There was a drawback to this 256-color mode, and that’s that it locked you into a low-resolution 320×200 (which has a weird-looking aspect ratio), and did not leave any off-screen video memory available for page-flipping or hardware scrolling. A number of games disabled this linear addressing, placing the card into “unchained 256-color mode.” It added the complexity of dealing with multiple planes again, but allowed a measure of hardware acceleration that was otherwise impossible, and with further tweaking could allow better resolutions.

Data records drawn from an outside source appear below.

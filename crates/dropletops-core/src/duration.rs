//! Human-friendly duration strings used throughout `dropletops.toml`.

use std::time::Duration;

/// Parse a duration string like "5s", "500ms", "30m" or "1h".
///
/// A bare number is read as seconds.
pub fn parse_duration(s: &str) -> Option<Duration> {
    let s = s.trim();
    if let Some(ms) = s.strip_suffix("ms") {
        ms.trim().parse::<u64>().ok().map(Duration::from_millis)
    } else if let Some(secs) = s.strip_suffix('s') {
        secs.trim().parse::<u64>().ok().map(Duration::from_secs)
    } else if let Some(mins) = s.strip_suffix('m') {
        mins.trim()
            .parse::<u64>()
            .ok()
            .and_then(|m| m.checked_mul(60))
            .map(Duration::from_secs)
    } else if let Some(hours) = s.strip_suffix('h') {
        hours
            .trim()
            .parse::<u64>()
            .ok()
            .and_then(|h| h.checked_mul(3600))
            .map(Duration::from_secs)
    } else {
        s.parse::<u64>().ok().map(Duration::from_secs)
    }
}

#[cfg(test)]
mod tests {
    use super::*;

    #[test]
    fn parse_duration_seconds() {
        assert_eq!(parse_duration("15s"), Some(Duration::from_secs(15)));
        assert_eq!(parse_duration("10s"), Some(Duration::from_secs(10)));
    }

    #[test]
    fn parse_duration_milliseconds() {
        assert_eq!(parse_duration("500ms"), Some(Duration::from_millis(500)));
    }

    #[test]
    fn parse_duration_minutes_and_hours() {
        assert_eq!(parse_duration("30m"), Some(Duration::from_secs(1800)));
        assert_eq!(parse_duration("2h"), Some(Duration::from_secs(7200)));
    }

    #[test]
    fn parse_duration_plain_number_as_seconds() {
        assert_eq!(parse_duration("10"), Some(Duration::from_secs(10)));
    }

    #[test]
    fn parse_duration_rejects_garbage() {
        assert_eq!(parse_duration("soon"), None);
        assert_eq!(parse_duration(""), None);
        assert_eq!(parse_duration("-5s"), None);
    }

    #[test]
    fn parse_duration_rejects_overflow() {
        assert_eq!(parse_duration("18446744073709551615m"), None);
        assert_eq!(parse_duration("18446744073709551615h"), None);
        assert_eq!(
            parse_duration("18446744073709551615s"),
            Some(Duration::from_secs(u64::MAX))
        );
    }
}
//! Scripted in-memory `ComputeApi` for lifecycle tests.

use std::collections::{HashSet, VecDeque};
use std::sync::Mutex;
use std::sync::atomic::{AtomicU32, Ordering};
use std::time::Duration;

use async_trait::async_trait;
use chrono::{TimeZone, Utc};

use dropletops_api::{ApiError, ApiResult, ComputeApi};
use dropletops_core::{
    Action, ActionId, ActionStatus, Droplet, DropletId, Region, Snapshot, SnapshotId,
};

/// One scripted answer to `get_action`.
#[derive(Debug, Clone, Copy)]
pub enum Poll {
    Status(&'static str),
    /// Transient provider failure (503).
    Unavailable,
    /// Permanent provider rejection with the given status.
    Rejected(u16),
}

#[derive(Default)]
pub struct ScriptedApi {
    pub polls: Mutex<VecDeque<Poll>>,
    pub snapshots: Mutex<Vec<Snapshot>>,
    pub undeletable: HashSet<String>,
    pub fail_create: bool,
    pub fail_list: bool,
    /// Simulated latency of every `get_action` call.
    pub action_latency: Option<Duration>,

    pub created: Mutex<Vec<String>>,
    pub deleted: Mutex<Vec<SnapshotId>>,
    pub poll_count: AtomicU32,
}

impl ScriptedApi {
    pub fn with_polls(polls: &[Poll]) -> Self {
        Self {
            polls: Mutex::new(polls.iter().copied().collect()),
            ..Self::default()
        }
    }

    pub fn with_snapshots(count: usize) -> Self {
        Self {
            snapshots: Mutex::new(newest_first(count)),
            ..Self::default()
        }
    }

    pub fn polled(&self) -> u32 {
        self.poll_count.load(Ordering::SeqCst)
    }

    pub fn deleted_ids(&self) -> Vec<String> {
        self.deleted
            .lock()
            .unwrap()
            .iter()
            .map(|id| id.0.clone())
            .collect()
    }
}

/// `count` snapshots named `snap-<i>`, newest first: index 0 is the most
/// recent and has the highest id.
pub fn newest_first(count: usize) -> Vec<Snapshot> {
    (0..count)
        .map(|i| {
            let age = i as i64;
            Snapshot {
                id: SnapshotId::from((count - i) as u64),
                name: format!("snap-{i}"),
                size_gigabytes: 2.0,
                created_at: Utc.with_ymd_and_hms(2026, 1, 31, 3, 0, 0).unwrap()
                    - chrono::Duration::days(age),
                regions: vec!["nyc3".to_string()],
            }
        })
        .collect()
}

fn unavailable(path: String) -> ApiError {
    ApiError::Status {
        method: "GET",
        path,
        status: 503,
        message: "Service Unavailable".to_string(),
    }
}

#[async_trait]
impl ComputeApi for ScriptedApi {
    async fn get_droplet(&self, droplet: DropletId) -> ApiResult<Droplet> {
        Ok(Droplet {
            id: droplet,
            name: "scripted".to_string(),
            status: "active".to_string(),
            memory_mb: 1024,
            vcpus: 1,
            disk_gb: 25,
            region: Region {
                slug: "nyc3".to_string(),
                name: "New York 3".to_string(),
            },
            created_at: Utc::now(),
            networks_v4: vec![],
        })
    }

    async fn create_snapshot(&self, droplet: DropletId, name: &str) -> ApiResult<Action> {
        if self.fail_create {
            return Err(ApiError::Status {
                method: "POST",
                path: format!("/v2/droplets/{droplet}/actions"),
                status: 422,
                message: "droplet is locked".to_string(),
            });
        }
        self.created.lock().unwrap().push(name.to_string());
        Ok(Action {
            id: ActionId(1000),
            status: ActionStatus::from("in-progress"),
            kind: "snapshot".to_string(),
            started_at: None,
            completed_at: None,
        })
    }

    async fn get_action(&self, droplet: DropletId, action: ActionId) -> ApiResult<Action> {
        if let Some(latency) = self.action_latency {
            tokio::time::sleep(latency).await;
        }
        self.poll_count.fetch_add(1, Ordering::SeqCst);
        let next = self.polls.lock().unwrap().pop_front();
        let status = match next {
            Some(Poll::Status(s)) => s,
            Some(Poll::Unavailable) => {
                return Err(unavailable(format!("/v2/droplets/{droplet}/actions/{action}")));
            }
            Some(Poll::Rejected(status)) => {
                return Err(ApiError::Status {
                    method: "GET",
                    path: format!("/v2/droplets/{droplet}/actions/{action}"),
                    status,
                    message: "rejected".to_string(),
                });
            }
            None => "in-progress",
        };
        Ok(Action {
            id: action,
            status: ActionStatus::from(status),
            kind: "snapshot".to_string(),
            started_at: None,
            completed_at: None,
        })
    }

    async fn list_snapshots(&self, droplet: DropletId) -> ApiResult<Vec<Snapshot>> {
        if self.fail_list {
            return Err(unavailable(format!("/v2/droplets/{droplet}/snapshots")));
        }
        Ok(self.snapshots.lock().unwrap().clone())
    }

    async fn delete_snapshot(&self, snapshot: &SnapshotId) -> ApiResult<()> {
        if self.undeletable.contains(&snapshot.0) {
            return Err(ApiError::Status {
                method: "DELETE",
                path: format!("/v2/snapshots/{snapshot}"),
                status: 409,
                message: "snapshot is in use".to_string(),
            });
        }
        self.deleted.lock().unwrap().push(snapshot.clone());
        self.snapshots.lock().unwrap().retain(|s| &s.id != snapshot);
        Ok(())
    }
}
use std::{path::PathBuf, time::Duration};

pub use clap::Parser;
use greenlight_app::state::AppConfig;

#[derive(Debug, Clone, clap::Parser)]
#[command(version, about = "Greenlight movies API server")]
pub struct ServerConfig {
    #[arg(
        short,
        long,
        default_value_t = 4000,
        env = "GREENLIGHT_LISTEN_PORT",
        help = "Port to listen on"
    )]
    pub port: u16,
    #[arg(
        short,
        long,
        default_value = "127.0.0.1",
        env = "GREENLIGHT_LISTEN_ADDRESS",
        help = "Address to listen on"
    )]
    pub listen_address: String,

    #[arg(
        long,
        env = "GREENLIGHT_DATABASE_URL",
        help = "Database URL e.g. sqlite://file.db, default is sqlite://[data-dir]/greenlight.db, where data-dir is set by --data-dir"
    )]
    database_url: Option<String>,

    #[arg(
        long,
        env = "GREENLIGHT_DATA_DIR",
        help = "Data directory, default is system default like ~/.local/share/greenlight"
    )]
    data_dir: Option<PathBuf>,

    #[arg(
        long,
        env = "GREENLIGHT_DB_MAX_CONNECTIONS",
        default_value_t = greenlight_dal::DEFAULT_MAX_CONNECTIONS,
        help = "Maximum number of pooled database connections"
    )]
    pub db_max_connections: u32,

    #[arg(
        long,
        env = "GREENLIGHT_DB_TIMEOUT",
        help = "Timeout for a single database statement in human friendly format (e.g. 3s, 500ms), unbounded if not set",
        value_parser = humantime::parse_duration
    )]
    pub db_timeout: Option<Duration>,

    #[arg(long, env = "GREENLIGHT_NO_CORS", help = "Disable CORS")]
    pub no_cors: bool,
}

impl ServerConfig {
    pub fn data_dir(&self) -> PathBuf {
        self.data_dir.clone().unwrap_or_else(|| {
            dirs::data_dir()
                .map(|p| p.join("greenlight"))
                .unwrap_or_else(|| PathBuf::from("greenlight"))
        })
    }

    pub fn database_url(&self) -> String {
        self.database_url.clone().unwrap_or_else(|| {
            format!("sqlite://{}", self.data_dir().join("greenlight.db").display())
        })
    }
}

impl From<&ServerConfig> for AppConfig {
    fn from(config: &ServerConfig) -> Self {
        AppConfig {
            db_timeout: config.db_timeout,
        }
    }
}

Aeon currently handles most of the 16 and 256 color standard EGA/VGA resolutions.


October 23, 2009

Emulating VGA

Filed under: Aeon, Graphics — Greg Divis @ 2:13 pm

On a normal x86 real-mode PC with a VGA-compatible video card, a 64k region of memory starting at segment 0xA000 is mapped to video RAM. For a DOS application, displaying an image on the screen may or may not be as simple as writing the pixel data to this area. DOS is pretty minimalist, and has no concept of a display driver, so any nontrivial graphical DOS program has to talk to the hardware directly. Ok, what is the hardware besides a region of reserved memory address space? These are the basic components of a VGA device:

  • CRT controller: generates display data and timing signals for the monitor.
  • Attribute controller: performs color palette mapping to maintain compatibility with CGA/EGA.
  • DAC: maps pixel data to RGB values stored in its 256-color palette.
  • Sequencer: generates input data for the DAC based on video RAM.
  • Graphics controller: controls the flow of data between the CPU and video RAM.

So basically, when you write a byte to video memory, the graphics controller decides where (or if!) your byte actually gets stored. Everything else comes into play when it’s time to actually show the data on the monitor. These components can be programmed by sending data to various CPU data ports, but why would you need to?

The DAC is probably the most straightforward component – VGA display modes usually have either 4 or 8 bits per pixel. Each pixel then represents an index into the DAC’s color palette, meaning a 4-bit mode allows no more than 16 colors on the screen at once, and an 8-bit mode allows 256. By programming new RGB data to the DAC, a program can change the current palette. Pretty useful, as otherwise everything would be locked to the same set of 256 colors.

The CRT controller is also pretty straightforward. At the time a CRT monitor was pretty much taken for granted, so this component could be programmed to alter the video output in some clever ways to achieve otherwise computationally expensive effects. It also allows some very low-level manipulation of the monitor’s electron gun behavior and timing.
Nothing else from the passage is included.